A Challenge to the Cause: Smallpox Inoculation in the Era of American Independence, 1764 to 1781

Jeffrey Weir

Advisor: Randolph Scully, PhD, Department of History and Art History

Committee Members: Rosemarie Zagarri, Cynthia Kierner, Madeline Rice

April 18, 2014, 01:30 PM to 11:30 AM

Abstract:

This dissertation examines how smallpox inoculation shaped the character of the American Revolution from the first rumblings of colonial discontent in 1764 until the British surrender at Yorktown, Virginia, in 1781. First used in the colonies in 1721, inoculation was a life-saving but controversial procedure. Although many historians have explored the effects of smallpox on the Revolutionary cause, few have explained the threats engendered by the use of inoculation itself on the patriot movement. 

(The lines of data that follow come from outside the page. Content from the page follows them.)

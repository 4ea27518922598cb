//! Layout Primitive - a flex container around other elements.
//!
//! `Layout` is an ordinary component: its body is its children, and it
//! requests its node's flex settings through the custom-layout capability.
//!
//! ```ignore
//! use spark_document::{layout, text};
//!
//! layout(vec![text("left").into(), text("right").into()])
//!     .row()
//!     .gap(2);
//! ```

use crate::engine::{Component, Context, Element};
use crate::layout::LayoutStyle;
use crate::types::{AlignItems, Dimension, Edges, JustifyContent};

/// Flex container component.
#[derive(Debug, Clone, Default)]
pub struct Layout {
    style: LayoutStyle,
    children: Element,
}

/// Wrap `children` in a flex container (a column by default).
pub fn layout(children: impl Into<Element>) -> Layout {
    Layout {
        style: LayoutStyle::default(),
        children: children.into(),
    }
}

impl Layout {
    /// Replace every layout setting at once.
    pub fn style(mut self, style: LayoutStyle) -> Self {
        self.style = style;
        self
    }

    pub fn row(mut self) -> Self {
        self.style = self.style.row();
        self
    }

    pub fn column(mut self) -> Self {
        self.style = self.style.column();
        self
    }

    pub fn grow(mut self, grow: f32) -> Self {
        self.style = self.style.grow(grow);
        self
    }

    pub fn shrink(mut self, shrink: f32) -> Self {
        self.style = self.style.shrink(shrink);
        self
    }

    pub fn width(mut self, width: impl Into<Dimension>) -> Self {
        self.style = self.style.width(width);
        self
    }

    pub fn height(mut self, height: impl Into<Dimension>) -> Self {
        self.style = self.style.height(height);
        self
    }

    pub fn min_width(mut self, width: impl Into<Dimension>) -> Self {
        self.style = self.style.min_width(width);
        self
    }

    pub fn max_width(mut self, width: impl Into<Dimension>) -> Self {
        self.style = self.style.max_width(width);
        self
    }

    pub fn margin(mut self, margin: Edges) -> Self {
        self.style = self.style.margin(margin);
        self
    }

    pub fn padding(mut self, padding: Edges) -> Self {
        self.style = self.style.padding(padding);
        self
    }

    pub fn gap(mut self, gap: u16) -> Self {
        self.style = self.style.gap(gap);
        self
    }

    pub fn justify(mut self, justify: JustifyContent) -> Self {
        self.style = self.style.justify(justify);
        self
    }

    pub fn align(mut self, align: AlignItems) -> Self {
        self.style = self.style.align(align);
        self
    }
}

impl Component for Layout {
    fn body(&self, _cx: &Context) -> Element {
        self.children.clone()
    }

    fn layout(&self) -> Option<LayoutStyle> {
        Some(self.style.clone())
    }
}

impl From<Layout> for Element {
    fn from(layout: Layout) -> Self {
        Element::component(layout)
    }
}

#[cfg(test)]
mod tests {
    use super::*;
    use crate::engine::unfold;
    use crate::layout::LayoutTree;
    use crate::primitives::text;

    fn computed(element: &Element, cols: u16) -> LayoutTree {
        let mut tree = LayoutTree::new(cols);
        let root = tree.root();
        unfold(&Context::new(), &mut tree, root, element, false);
        tree.compute(cols);
        tree
    }

    #[test]
    fn test_row_places_children_side_by_side() {
        let el: Element = layout(vec![text("ab").into(), text("cd").into()])
            .row()
            .gap(1)
            .into();
        let tree = computed(&el, 20);

        let container = tree.children(tree.root())[0];
        let kids = tree.children(container);
        assert_eq!(tree.rows(container), 1);
        assert_eq!(tree.geometry(kids[1]).x, 3);
    }

    #[test]
    fn test_padding_grows_container() {
        let el: Element = layout(text("x")).padding(Edges::symmetric(1, 2)).into();
        let tree = computed(&el, 20);
        let container = tree.children(tree.root())[0];
        assert_eq!(tree.rows(container), 3);
        let leaf = tree.children(container)[0];
        assert_eq!(tree.geometry(leaf).x, 2);
    }

    #[test]
    fn test_text_wraps_inside_fixed_width() {
        let el: Element = layout(text("hello world")).width(5u16).into();
        let tree = computed(&el, 20);
        let container = tree.children(tree.root())[0];
        assert_eq!(tree.cols(container), 5);
        assert_eq!(tree.rows(container), 3);
    }
}
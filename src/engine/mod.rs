//! Component engine - the component graph and how it unfolds.
//!
//! - [`component`]: the [`Element`] variant and capability traits
//! - [`context`]: immutable key/value overlay threaded through unfolding
//! - [`builder`]: flattens an element into a [`LayoutTree`](crate::layout::LayoutTree)
//!
//! # Architecture
//!
//! Nothing here is persistent. Every frame the document unfolds each root
//! element from scratch:
//!
//! ```text
//! Element ──unfold──▶ LayoutTree (taffy arena) ──compute──▶ geometry
//!    │                     ▲
//!    └── Context overlay ──┘ (captured by leaves for measure + paint)
//! ```

pub mod builder;
pub mod component;
pub mod context;

pub use builder::unfold;
pub use component::{
    Component, Element, Finalizer, Leaf, component, context, finalize, fragment,
};
pub use context::{Context, ContextKey, ContextValue, value};
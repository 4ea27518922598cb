//! Component graph - the declarative description a document renders.
//!
//! An [`Element`] is a tagged variant. Structural variants (fragments,
//! context scopes, finalized wrappers) are handled by the tree builder; the
//! two open-ended variants carry trait objects:
//!
//! - [`Component`]: user code that produces another element (its body)
//! - [`Leaf`]: terminal content that measures and paints itself
//!
//! Optional capabilities are probed at runtime rather than inherited:
//! `layout()` returns custom layout settings and `as_finalizer()` exposes a
//! [`Finalizer`]. Both default to "not supported".
//!
//! Components are shared (`Arc`) and re-read on every frame from the render
//! thread, so they must be `Send + Sync` and cheap to unfold.

use std::fmt;
use std::sync::Arc;

use crate::layout::LayoutStyle;
use crate::renderer::Canvas;
use crate::types::Rect;

use super::context::{Context, ContextKey, ContextValue};

// =============================================================================
// Capability Traits
// =============================================================================

/// A user-defined component.
pub trait Component: Send + Sync {
    /// Produce the next element down the graph.
    ///
    /// Called on every frame, so it must not block.
    fn body(&self, cx: &Context) -> Element;

    /// Custom layout settings for the node this component creates.
    fn layout(&self) -> Option<LayoutStyle> {
        None
    }

    /// Finalize notification capability.
    fn as_finalizer(&self) -> Option<&dyn Finalizer> {
        None
    }
}

/// Notified when a component is about to be finalized.
///
/// After the first call the component must keep producing the same output.
/// The notification may be delivered again on later frames; implementations
/// must treat repeats as no-ops.
pub trait Finalizer {
    fn finalize(&self);
}

/// Terminal content: no further unfolding.
pub trait Leaf: Send + Sync {
    /// Required extents `(cols, rows)` given an available width.
    ///
    /// `None` means unconstrained (max-content sizing).
    fn measure(&self, cx: &Context, available_width: Option<u16>) -> (u16, u16);

    /// Paint into `area` of the canvas. `area` is the computed geometry.
    fn paint(&self, cx: &Context, area: Rect, canvas: &mut Canvas);

    fn layout(&self) -> Option<LayoutStyle> {
        None
    }

    fn as_finalizer(&self) -> Option<&dyn Finalizer> {
        None
    }
}

// =============================================================================
// Element
// =============================================================================

/// A node of the component graph.
#[derive(Clone, Default)]
pub enum Element {
    /// Absent component: produces nothing.
    #[default]
    Empty,
    /// User component, unfolded through its body.
    Component(Arc<dyn Component>),
    /// Terminal content measured by the layout engine.
    Leaf(Arc<dyn Leaf>),
    /// Children spliced into the parent without a node of their own.
    Fragment(Vec<Element>),
    /// Values visible to `inner` and its descendants only.
    Context {
        pairs: Vec<(ContextKey, ContextValue)>,
        inner: Box<Element>,
    },
    /// `inner` and its whole subtree will not change again.
    Finalized(Box<Element>),
}

impl Element {
    pub fn component<C: Component + 'static>(component: C) -> Self {
        Self::Component(Arc::new(component))
    }

    pub fn leaf<L: Leaf + 'static>(leaf: L) -> Self {
        Self::Leaf(Arc::new(leaf))
    }

    pub fn is_empty(&self) -> bool {
        matches!(self, Self::Empty)
    }

    /// Wrap `self` in a context scope binding `key` to `value`.
    pub fn with_context<T>(self, key: ContextKey, value: T) -> Self
    where
        T: std::any::Any + Send + Sync,
    {
        context(vec![(key, Arc::new(value) as ContextValue)], self)
    }

    /// Wrap `self` in a finalized wrapper.
    pub fn finalized(self) -> Self {
        finalize(self)
    }
}

impl fmt::Debug for Element {
    fn fmt(&self, f: &mut fmt::Formatter<'_>) -> fmt::Result {
        match self {
            Self::Empty => f.write_str("Empty"),
            Self::Component(_) => f.write_str("Component"),
            Self::Leaf(_) => f.write_str("Leaf"),
            Self::Fragment(children) => f.debug_tuple("Fragment").field(children).finish(),
            Self::Context { pairs, inner } => f
                .debug_struct("Context")
                .field("keys", &pairs.iter().map(|(k, _)| *k).collect::<Vec<_>>())
                .field("inner", inner)
                .finish(),
            Self::Finalized(inner) => f.debug_tuple("Finalized").field(inner).finish(),
        }
    }
}

impl From<Vec<Element>> for Element {
    fn from(children: Vec<Element>) -> Self {
        Self::Fragment(children)
    }
}

impl<T: Into<Element>> From<Option<T>> for Element {
    fn from(value: Option<T>) -> Self {
        value.map(Into::into).unwrap_or_default()
    }
}

// =============================================================================
// Constructors
// =============================================================================

/// Group children without creating a layout node.
pub fn fragment<I, E>(children: I) -> Element
where
    I: IntoIterator<Item = E>,
    E: Into<Element>,
{
    Element::Fragment(children.into_iter().map(Into::into).collect())
}

/// Inject `pairs` into the context seen by `inner` and its descendants.
pub fn context<I>(pairs: I, inner: impl Into<Element>) -> Element
where
    I: IntoIterator<Item = (ContextKey, ContextValue)>,
{
    Element::Context {
        pairs: pairs.into_iter().collect(),
        inner: Box::new(inner.into()),
    }
}

/// Mark `inner` and its subtree finalized.
pub fn finalize(inner: impl Into<Element>) -> Element {
    Element::Finalized(Box::new(inner.into()))
}

/// Build a component from a closure over the context.
pub fn component<F>(body: F) -> Element
where
    F: Fn(&Context) -> Element + Send + Sync + 'static,
{
    Element::component(FnComponent(body))
}

struct FnComponent<F>(F);

impl<F> Component for FnComponent<F>
where
    F: Fn(&Context) -> Element + Send + Sync,
{
    fn body(&self, cx: &Context) -> Element {
        (self.0)(cx)
    }
}
//! Text Measurement
//!
//! Utilities for measuring text dimensions in terminal cells.
//!
//! Widths come from `unicode-width`: ASCII is 1 cell, CJK and most emoji
//! are 2 cells, combining marks and control characters are 0 cells.
//! Wrapping is character-wise and honours hard newlines.

use unicode_width::UnicodeWidthChar;

/// Display width of one character in terminal cells.
#[inline]
pub fn char_width(c: char) -> u16 {
    c.width().unwrap_or(0) as u16
}

/// Display width of a string in terminal cells.
///
/// Newlines count as zero; use [`max_line_width`] for multi-line text.
pub fn string_width(s: &str) -> u16 {
    s.chars()
        .fold(0u16, |width, c| width.saturating_add(char_width(c)))
}

/// Width of the widest hard line.
pub fn max_line_width(text: &str) -> u16 {
    text.split('\n').map(string_width).max().unwrap_or(0)
}

/// Wrap text to a given width.
///
/// Every hard newline starts a new line; a trailing newline yields a
/// trailing empty line, like the terminal would show it.
pub fn wrap_text(text: &str, width: u16) -> Vec<String> {
    if text.is_empty() {
        return vec![];
    }

    let width = width.max(1);
    let mut lines = Vec::new();

    for hard_line in text.split('\n') {
        let mut current = String::new();
        let mut current_width = 0u16;

        for c in hard_line.chars() {
            let w = char_width(c);
            if current_width + w > width && !current.is_empty() {
                lines.push(std::mem::take(&mut current));
                current_width = 0;
            }
            current.push(c);
            current_width += w;
        }

        lines.push(current);
    }

    lines
}

/// Truncate text to fit within a given width, adding an ellipsis when cut.
pub fn truncate_text(text: &str, width: u16) -> String {
    if width == 0 {
        return String::new();
    }

    if string_width(text) <= width {
        return text.to_string();
    }

    // Leave room for the ellipsis
    let target = width.saturating_sub(1);
    let mut result = String::new();
    let mut current = 0u16;

    for c in text.chars() {
        let w = char_width(c);
        if current + w > target {
            break;
        }
        result.push(c);
        current += w;
    }

    result.push('…');
    result
}

/// Clip text to `width` cells without any marker.
pub fn clip_text(text: &str, width: u16) -> String {
    let mut result = String::new();
    let mut current = 0u16;
    for c in text.chars() {
        let w = char_width(c);
        if current + w > width {
            break;
        }
        result.push(c);
        current += w;
    }
    result
}

#[cfg(test)]
mod tests {
    use super::*;

    #[test]
    fn test_string_width_ascii() {
        assert_eq!(string_width("hello"), 5);
        assert_eq!(string_width(""), 0);
        assert_eq!(string_width("a b c"), 5);
    }

    #[test]
    fn test_string_width_wide() {
        assert_eq!(string_width("日本"), 4);
    }

    #[test]
    fn test_wrap_text_hard_newlines() {
        assert_eq!(wrap_text("a\nb\nc", 10).len(), 3);
        assert_eq!(wrap_text("a\n", 10), vec!["a", ""]);
        assert!(wrap_text("", 10).is_empty());
    }

    #[test]
    fn test_wrap_text() {
        let lines = wrap_text("hello world", 5);
        assert_eq!(lines, vec!["hello", " worl", "d"]);
    }

    #[test]
    fn test_wrap_text_wide_chars_do_not_split() {
        let lines = wrap_text("日本語", 3);
        assert_eq!(lines, vec!["日", "本", "語"]);
    }

    #[test]
    fn test_wrap_zero_width_is_one() {
        assert_eq!(wrap_text("abc", 0), vec!["a", "b", "c"]);
    }

    #[test]
    fn test_max_line_width() {
        assert_eq!(max_line_width("ab\nabcd\n"), 4);
        assert_eq!(max_line_width(""), 0);
    }

    #[test]
    fn test_truncate_text() {
        assert_eq!(truncate_text("hello", 10), "hello");
        assert_eq!(truncate_text("hello world", 6), "hello…");
        assert_eq!(truncate_text("", 5), "");
        assert_eq!(truncate_text("hello", 4), "hel…");
    }

    #[test]
    fn test_clip_text() {
        assert_eq!(clip_text("hello", 3), "hel");
        assert_eq!(clip_text("日本", 3), "日");
    }
}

This dissertation reorients the focus by introducing into the scholarship of smallpox a concerted examination of the social and political effects of inoculation during the American war for independence.   Through an extensive investigation of personal letters, diaries and journals, late-eighteenth century newspapers, medical texts, government and church records,  this study argues that over the course of the war, inoculation became more than a life-saving medical procedure; it became a flashpoint for contention, conflict, and the reordering of social boundaries.  Inoculation functioned as a means to either affirm or challenge an individual's social class position; as a way for individuals to assert their patriotism  to the cause; as an opportunity for women to pierce the male dominated field of inoculation, and, unfortunately, as yet another means by which  white slave owners could exert their power over enslaved Africans.

In many respects inoculation was just as threatening to the Revolutionary movement as smallpox. Soldiers who inoculated against orders in 1775 and 1776 in order to save their lives challenged the command structure of the Continental Army. Then in 1777 after George Washington ordered that all soldiers in the Continental Army be inoculated, the procedure strained ties between the military and civilian sectors. Anti-inoculation riots incited by the poor and middle classes against the wealthy  proved to be dangerous distractions to the fight against the British. By examining these events in depth, this work demonstrates how internal conflicts and social divisions were even deeper and more varied than previous scholars have recognized.  Ironically, the use of this life-saving medical procedure had social impacts that nearly derailed the American cause.